Top of Data supplied

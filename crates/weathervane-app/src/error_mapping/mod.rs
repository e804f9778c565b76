//! Maps library errors to `weathervane_core::AppError` for consistent user-facing messages.

mod location;
mod weather;

use weathervane_core::AppError;

/// Conversion into the application error hierarchy.
///
/// A local trait because both sides of the conversion live in other crates.
pub trait IntoAppError {
    fn into_app_error(self) -> AppError;
}

/// The banner text for any convertible error.
pub fn user_message<E: IntoAppError>(error: E) -> &'static str {
    error.into_app_error().user_message()
}
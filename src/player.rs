use crate::map::Map;

pub const ROTATION_SPEED: f32 = 180.0; // degrees per second
pub const MOVE_SPEED: f32 = 2.5; // map units per second
pub const COLLISION_BUFFER: f32 = 0.2; // keep-out distance from wall faces
pub const MAX_DELTA_TIME: f32 = 0.05; // cap dt so stalls don't teleport

/// Per-frame snapshot of the keys the simulation consumes, decoupled
/// from the windowing layer so the update step runs without a display.
#[derive(Default, Clone, Copy)]
pub struct Input {
    pub quit: bool,
    pub turn_left: bool,
    pub turn_right: bool,
    pub forward: bool,
    pub backward: bool,
}

pub struct Player {
    pub x: f32,
    pub y: f32,
    /// Facing angle in degrees, kept in [0, 360).
    pub angle: f32,
}

/// Wrap an angle into [0, 360).
#[inline]
pub fn normalize_angle(a: f32) -> f32 {
    a.rem_euclid(360.0)
}

/// Offset a collision probe a buffer's distance ahead of the travel
/// direction along one axis.
#[inline]
fn probe_offset(axis_move: f32) -> f32 {
    if axis_move > 0.0 {
        COLLISION_BUFFER
    } else {
        -COLLISION_BUFFER
    }
}

impl Player {
    pub fn new(x: f32, y: f32, angle: f32) -> Self {
        Self {
            x,
            y,
            angle: normalize_angle(angle),
        }
    }

    /// Advance the pose one frame from an input snapshot and a raw delta
    /// time. Returns false when the quit key is down; the pose is left
    /// untouched in that case and the caller stops the loop.
    pub fn update(&mut self, input: &Input, dt: f32, map: &Map) -> bool {
        if input.quit {
            return false;
        }

        let dt = dt.min(MAX_DELTA_TIME);

        if input.turn_left {
            self.angle -= ROTATION_SPEED * dt;
        }
        if input.turn_right {
            self.angle += ROTATION_SPEED * dt;
        }
        self.angle = normalize_angle(self.angle);

        let (sin, cos) = self.angle.to_radians().sin_cos();
        let mut move_x = 0.0;
        let mut move_y = 0.0;
        if input.forward {
            move_x += cos;
            move_y += sin;
        }
        if input.backward {
            move_x -= cos;
            move_y -= sin;
        }

        // Renormalize so a combined move can never exceed unit length
        if move_x != 0.0 && move_y != 0.0 {
            let len = (move_x * move_x + move_y * move_y).sqrt();
            move_x /= len;
            move_y /= len;
        }

        move_x *= MOVE_SPEED * dt;
        move_y *= MOVE_SPEED * dt;

        // Axis-separated sliding collision: each axis is probed a buffer
        // ahead of the travel direction and accepted on its own, so a
        // wall blocking one axis still lets the other slide. The Y probe
        // reads the X that may just have been accepted.
        let new_x = self.x + move_x;
        let new_y = self.y + move_y;

        if !map.solid_at(new_x + probe_offset(move_x), self.y) {
            self.x = new_x;
        }
        if !map.solid_at(self.x, new_y + probe_offset(move_y)) {
            self.y = new_y;
        }

        true
    }
}
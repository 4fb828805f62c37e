use crate::map::Map;
use crate::player::Player;

pub const SCREEN_WIDTH: usize = 640;
pub const SCREEN_HEIGHT: usize = 480;

pub const FOV: f32 = 60.0; // degrees, spread evenly across the columns
pub const RAY_STEP: f32 = 0.05; // march increment; coarser = faster, blockier
/// Hard cap on march iterations. Generous for an 8x8 grid, but a
/// misconfigured map must not be able to hang the frame.
pub const MAX_RAY_STEPS: usize = 4096;

#[inline]
const fn pack_rgb(r: u8, g: u8, b: u8) -> u32 {
    // BGRA8 in little-endian memory, alpha at 0
    (b as u32) | ((g as u32) << 8) | ((r as u32) << 16)
}

const BACKGROUND: u32 = pack_rgb(0, 0, 0);
const WALL: u32 = pack_rgb(255, 255, 255);

/// March a ray from (x0, y0) until it samples a solid cell or runs out
/// of steps, and return the Euclidean distance to the stopping point.
pub fn cast_ray(map: &Map, x0: f32, y0: f32, angle_deg: f32) -> f32 {
    let (sin, cos) = angle_deg.to_radians().sin_cos();
    let mut x = x0;
    let mut y = y0;

    for _ in 0..MAX_RAY_STEPS {
        x += cos * RAY_STEP;
        y += sin * RAY_STEP;
        if map.solid_at(x, y) {
            break;
        }
    }

    let dx = x - x0;
    let dy = y - y0;
    (dx * dx + dy * dy).sqrt()
}

/// Remove the fisheye distortion of the flat projection plane. At the
/// screen-center column the ray and facing angles coincide and the
/// distance passes through unchanged.
#[inline]
pub fn fisheye_correct(distance: f32, ray_deg: f32, player_deg: f32) -> f32 {
    distance * (ray_deg - player_deg).to_radians().cos()
}

/// Perspective-project a corrected distance to a wall-segment height in
/// pixels, capped at the screen height so near walls can't overflow the
/// vertical draw region.
#[inline]
pub fn wall_height(corrected_distance: f32) -> f32 {
    if corrected_distance <= 0.0 {
        return SCREEN_HEIGHT as f32;
    }
    (SCREEN_HEIGHT as f32 / corrected_distance).min(SCREEN_HEIGHT as f32)
}

/// Render one frame: cast a ray per column and draw a centered vertical
/// wall segment scaled by corrected distance. `buf` is the internal
/// SCREEN_WIDTH x SCREEN_HEIGHT framebuffer.
pub fn render_frame(buf: &mut [u32], map: &Map, player: &Player) {
    buf.fill(BACKGROUND);

    let half_h = SCREEN_HEIGHT as f32 * 0.5;

    for i in 0..SCREEN_WIDTH {
        let ray_angle = (player.angle - FOV / 2.0) + (i as f32 / SCREEN_WIDTH as f32) * FOV;

        let distance = cast_ray(map, player.x, player.y, ray_angle);
        let corrected = fisheye_correct(distance, ray_angle, player.angle);
        let half_segment = wall_height(corrected) * 0.5;

        let top = (half_h - half_segment).max(0.0) as usize;
        let bottom = ((half_h + half_segment).min(SCREEN_HEIGHT as f32)) as usize;

        // Vertical draw, stride per row
        let mut idx = top * SCREEN_WIDTH + i;
        for _y in top..bottom {
            buf[idx] = WALL;
            idx += SCREEN_WIDTH;
        }
    }
}

#[cfg(test)]
mod tests {
    use super::*;

    const EPS: f32 = 1e-5;

    #[test]
    fn center_column_has_no_fisheye_correction() {
        for d in [0.3, 1.0, 7.25] {
            assert!((fisheye_correct(d, 123.0, 123.0) - d).abs() < EPS);
        }
    }

    #[test]
    fn correction_shrinks_off_center_distances() {
        let corrected = fisheye_correct(4.0, 30.0, 60.0);
        assert!((corrected - 4.0 * 30.0_f32.to_radians().cos()).abs() < EPS);
        assert!(corrected < 4.0);
    }

    #[test]
    fn wall_height_never_exceeds_screen_height() {
        let cap = SCREEN_HEIGHT as f32;
        assert_eq!(wall_height(0.0), cap);
        assert_eq!(wall_height(f32::MIN_POSITIVE), cap);
        assert_eq!(wall_height(-1.0), cap);
        let mut d = 0.01;
        while d < 20.0 {
            assert!(wall_height(d) <= cap, "height overflows at distance {d}");
            d += 0.07;
        }
        assert!((wall_height(2.0) - cap / 2.0).abs() < EPS);
    }

    #[test]
    fn rays_terminate_on_the_enclosing_walls() {
        let map = Map::new();
        // Longest possible interior sight line is under the grid diagonal
        let max = (2.0 * 64.0_f32).sqrt() + RAY_STEP;
        let mut a = 0.0;
        while a < 360.0 {
            let d = cast_ray(&map, 3.5, 3.5, a);
            assert!(d.is_finite());
            assert!(d > 0.0 && d < max, "distance {d} at angle {a}");
            a += 7.0;
        }
    }

    #[test]
    fn ray_from_outside_the_grid_stops_immediately() {
        let map = Map::new();
        let d = cast_ray(&map, -5.0, -5.0, 45.0);
        assert!((d - RAY_STEP).abs() < EPS);
    }

    #[test]
    fn straight_ray_distance_matches_wall_position() {
        let map = Map::new();
        // Facing +x from (3.5, 3.5): wall cell starts at x = 5, so the
        // march stops within one step of 1.5 units out.
        let d = cast_ray(&map, 3.5, 3.5, 0.0);
        assert!((d - 1.5).abs() <= RAY_STEP + EPS, "distance {d}");
    }

    #[test]
    fn frame_draws_centered_wall_columns() {
        let map = Map::new();
        let player = Player::new(3.5, 3.5, 0.0);
        let mut buf = vec![0u32; SCREEN_WIDTH * SCREEN_HEIGHT];
        render_frame(&mut buf, &map, &player);

        for col in [0, SCREEN_WIDTH / 2, SCREEN_WIDTH - 1] {
            let lit: Vec<usize> = (0..SCREEN_HEIGHT)
                .filter(|&y| buf[y * SCREEN_WIDTH + col] == WALL)
                .collect();
            assert!(!lit.is_empty(), "column {col} drew no wall");
            // Contiguous run, centered on the horizon
            let (first, last) = (lit[0], lit[lit.len() - 1]);
            assert_eq!(last - first + 1, lit.len(), "column {col} has gaps");
            let mid = SCREEN_HEIGHT as i32 / 2;
            assert!((first as i32 + last as i32 + 1 - 2 * mid).abs() <= 2);
        }
    }
}
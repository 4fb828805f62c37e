pub const MAP_WIDTH: usize = 8;
pub const MAP_HEIGHT: usize = 8;

/// Fixed world grid, baked in at compile time. 1 = wall, 0 = empty.
pub struct Map {
    cells: [[u8; MAP_WIDTH]; MAP_HEIGHT],
}

impl Map {
    pub fn new() -> Self {
        Self {
            cells: [
                [1, 1, 1, 1, 1, 1, 1, 1],
                [1, 0, 0, 0, 0, 0, 0, 1],
                [1, 0, 1, 1, 1, 1, 0, 1],
                [1, 0, 1, 0, 0, 1, 0, 1],
                [1, 0, 1, 0, 0, 1, 0, 1],
                [1, 0, 1, 1, 1, 1, 0, 1],
                [1, 0, 0, 0, 0, 0, 0, 1],
                [1, 1, 1, 1, 1, 1, 1, 1],
            ],
        }
    }

    /// Whether the cell containing world point (x, y) is a wall.
    /// Everything outside the grid reads as solid, so ray marches and
    /// movement probes terminate even if the map had no enclosing walls.
    pub fn solid_at(&self, x: f32, y: f32) -> bool {
        let i = x.floor() as isize;
        let j = y.floor() as isize;
        if i < 0 || j < 0 {
            return true;
        }
        let (i, j) = (i as usize, j as usize);
        if i >= MAP_WIDTH || j >= MAP_HEIGHT {
            return true;
        }
        self.cells[j][i] != 0
    }
}

#[cfg(test)]
mod tests {
    use super::*;

    #[test]
    fn interior_cells_are_empty() {
        let map = Map::new();
        assert!(!map.solid_at(1.5, 1.5));
        assert!(!map.solid_at(3.5, 3.5));
    }

    #[test]
    fn border_cells_are_walls() {
        let map = Map::new();
        assert!(map.solid_at(0.5, 0.5));
        assert!(map.solid_at(7.9, 3.5));
        assert!(map.solid_at(3.5, 0.2));
    }

    #[test]
    fn out_of_bounds_reads_solid() {
        let map = Map::new();
        assert!(map.solid_at(-0.1, 3.5));
        assert!(map.solid_at(3.5, -2.0));
        assert!(map.solid_at(8.0, 3.5));
        assert!(map.solid_at(3.5, 100.0));
    }
}
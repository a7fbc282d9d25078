//! # Bedrock Surgery - Legacy State Migration Engine
//!
//! Rewrites a pre-bedrock L2 genesis allocation in place: legacy ERC-20 ETH
//! balances become native balances, and legacy withdrawal fingerprints are
//! re-installed in the bedrock L2-to-L1 message passer. Every mutation is
//! proven against out-of-band witness data before it is committed.

pub mod alloc;
pub mod balances;
pub mod cli;
pub mod constants;
pub mod crossdomain;
pub mod engine;
pub mod errors;
pub mod params;
pub mod precheck;
pub mod slots;
pub mod withdrawals;
pub mod witness;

Bottom of Data supplied

▸ Goal of the exercise
Working from the material above, restate word for word the lines between the line with "self.x = new_x;" and the line with "grid, but a", both included, and only those.

▸ Task answer
            self.x = new_x;
        }
        if !map.solid_at(self.x, new_y + probe_offset(move_y)) {
            self.y = new_y;
        }

        true
    }
}
repository 4fb828805f62c37e
use crate::map::Map;
use crate::player::Player;

pub const SCREEN_WIDTH: usize = 640;
pub const SCREEN_HEIGHT: usize = 480;

pub const FOV: f32 = 60.0; // degrees, spread evenly across the columns
pub const RAY_STEP: f32 = 0.05; // march increment; coarser = faster, blockier
/// Hard cap on march iterations. Generous for an 8x8 grid, but a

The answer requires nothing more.